→ YOUR INSTRUCTIONS:
Records follow. Pull out every line that contains "index".

→ MATERIAL FOR THIS TASK:
···

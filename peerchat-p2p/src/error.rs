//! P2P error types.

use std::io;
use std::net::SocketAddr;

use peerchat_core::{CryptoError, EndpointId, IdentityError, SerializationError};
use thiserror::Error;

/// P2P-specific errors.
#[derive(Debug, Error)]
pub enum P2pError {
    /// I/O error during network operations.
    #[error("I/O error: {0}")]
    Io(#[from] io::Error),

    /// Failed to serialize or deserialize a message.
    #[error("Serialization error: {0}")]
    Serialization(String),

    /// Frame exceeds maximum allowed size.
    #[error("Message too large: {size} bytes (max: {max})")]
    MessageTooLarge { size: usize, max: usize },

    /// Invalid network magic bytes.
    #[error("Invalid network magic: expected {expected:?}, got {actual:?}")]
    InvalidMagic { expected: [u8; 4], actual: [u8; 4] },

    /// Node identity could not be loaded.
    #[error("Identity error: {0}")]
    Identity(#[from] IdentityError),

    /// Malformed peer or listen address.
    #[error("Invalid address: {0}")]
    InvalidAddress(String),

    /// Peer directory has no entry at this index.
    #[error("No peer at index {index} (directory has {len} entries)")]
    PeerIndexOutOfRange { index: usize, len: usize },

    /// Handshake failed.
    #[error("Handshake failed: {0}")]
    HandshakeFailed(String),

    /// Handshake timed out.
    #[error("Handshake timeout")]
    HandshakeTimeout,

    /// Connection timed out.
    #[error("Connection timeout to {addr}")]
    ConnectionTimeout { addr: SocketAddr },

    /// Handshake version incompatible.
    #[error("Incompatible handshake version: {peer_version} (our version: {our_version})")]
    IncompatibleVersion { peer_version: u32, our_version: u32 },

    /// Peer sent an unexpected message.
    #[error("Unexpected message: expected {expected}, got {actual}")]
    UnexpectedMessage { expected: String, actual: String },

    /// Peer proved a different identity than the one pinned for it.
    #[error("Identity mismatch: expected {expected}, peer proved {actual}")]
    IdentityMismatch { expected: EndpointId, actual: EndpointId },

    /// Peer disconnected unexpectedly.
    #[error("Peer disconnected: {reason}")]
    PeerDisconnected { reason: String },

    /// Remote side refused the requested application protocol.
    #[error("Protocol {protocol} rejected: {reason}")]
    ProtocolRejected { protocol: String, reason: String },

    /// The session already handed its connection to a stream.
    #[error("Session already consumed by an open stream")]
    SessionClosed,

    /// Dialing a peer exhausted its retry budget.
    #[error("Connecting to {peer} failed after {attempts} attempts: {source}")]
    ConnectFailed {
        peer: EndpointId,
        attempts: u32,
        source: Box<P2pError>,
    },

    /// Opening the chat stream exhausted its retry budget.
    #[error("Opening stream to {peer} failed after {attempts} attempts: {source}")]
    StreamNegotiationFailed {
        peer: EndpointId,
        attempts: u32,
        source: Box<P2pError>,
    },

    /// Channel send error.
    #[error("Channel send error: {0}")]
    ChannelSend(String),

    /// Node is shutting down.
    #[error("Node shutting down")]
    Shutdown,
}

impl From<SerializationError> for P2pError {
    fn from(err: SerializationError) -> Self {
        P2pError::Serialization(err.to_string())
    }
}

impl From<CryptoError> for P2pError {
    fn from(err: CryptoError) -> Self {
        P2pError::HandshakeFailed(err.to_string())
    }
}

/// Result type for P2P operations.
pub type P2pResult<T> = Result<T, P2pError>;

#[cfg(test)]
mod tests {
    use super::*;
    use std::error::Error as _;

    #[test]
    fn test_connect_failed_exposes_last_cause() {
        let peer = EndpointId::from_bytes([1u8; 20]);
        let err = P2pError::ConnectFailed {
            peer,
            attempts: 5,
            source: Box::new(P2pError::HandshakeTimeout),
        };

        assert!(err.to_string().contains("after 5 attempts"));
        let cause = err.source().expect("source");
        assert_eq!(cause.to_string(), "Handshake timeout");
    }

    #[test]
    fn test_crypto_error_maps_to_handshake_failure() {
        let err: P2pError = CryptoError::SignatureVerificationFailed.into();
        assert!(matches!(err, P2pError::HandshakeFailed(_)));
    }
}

···

→ EXERCISE RESPONSE:
    /// Peer directory has no entry at this index.
    #[error("No peer at index {index} (directory has {len} entries)")]
    PeerIndexOutOfRange { index: usize, len: usize },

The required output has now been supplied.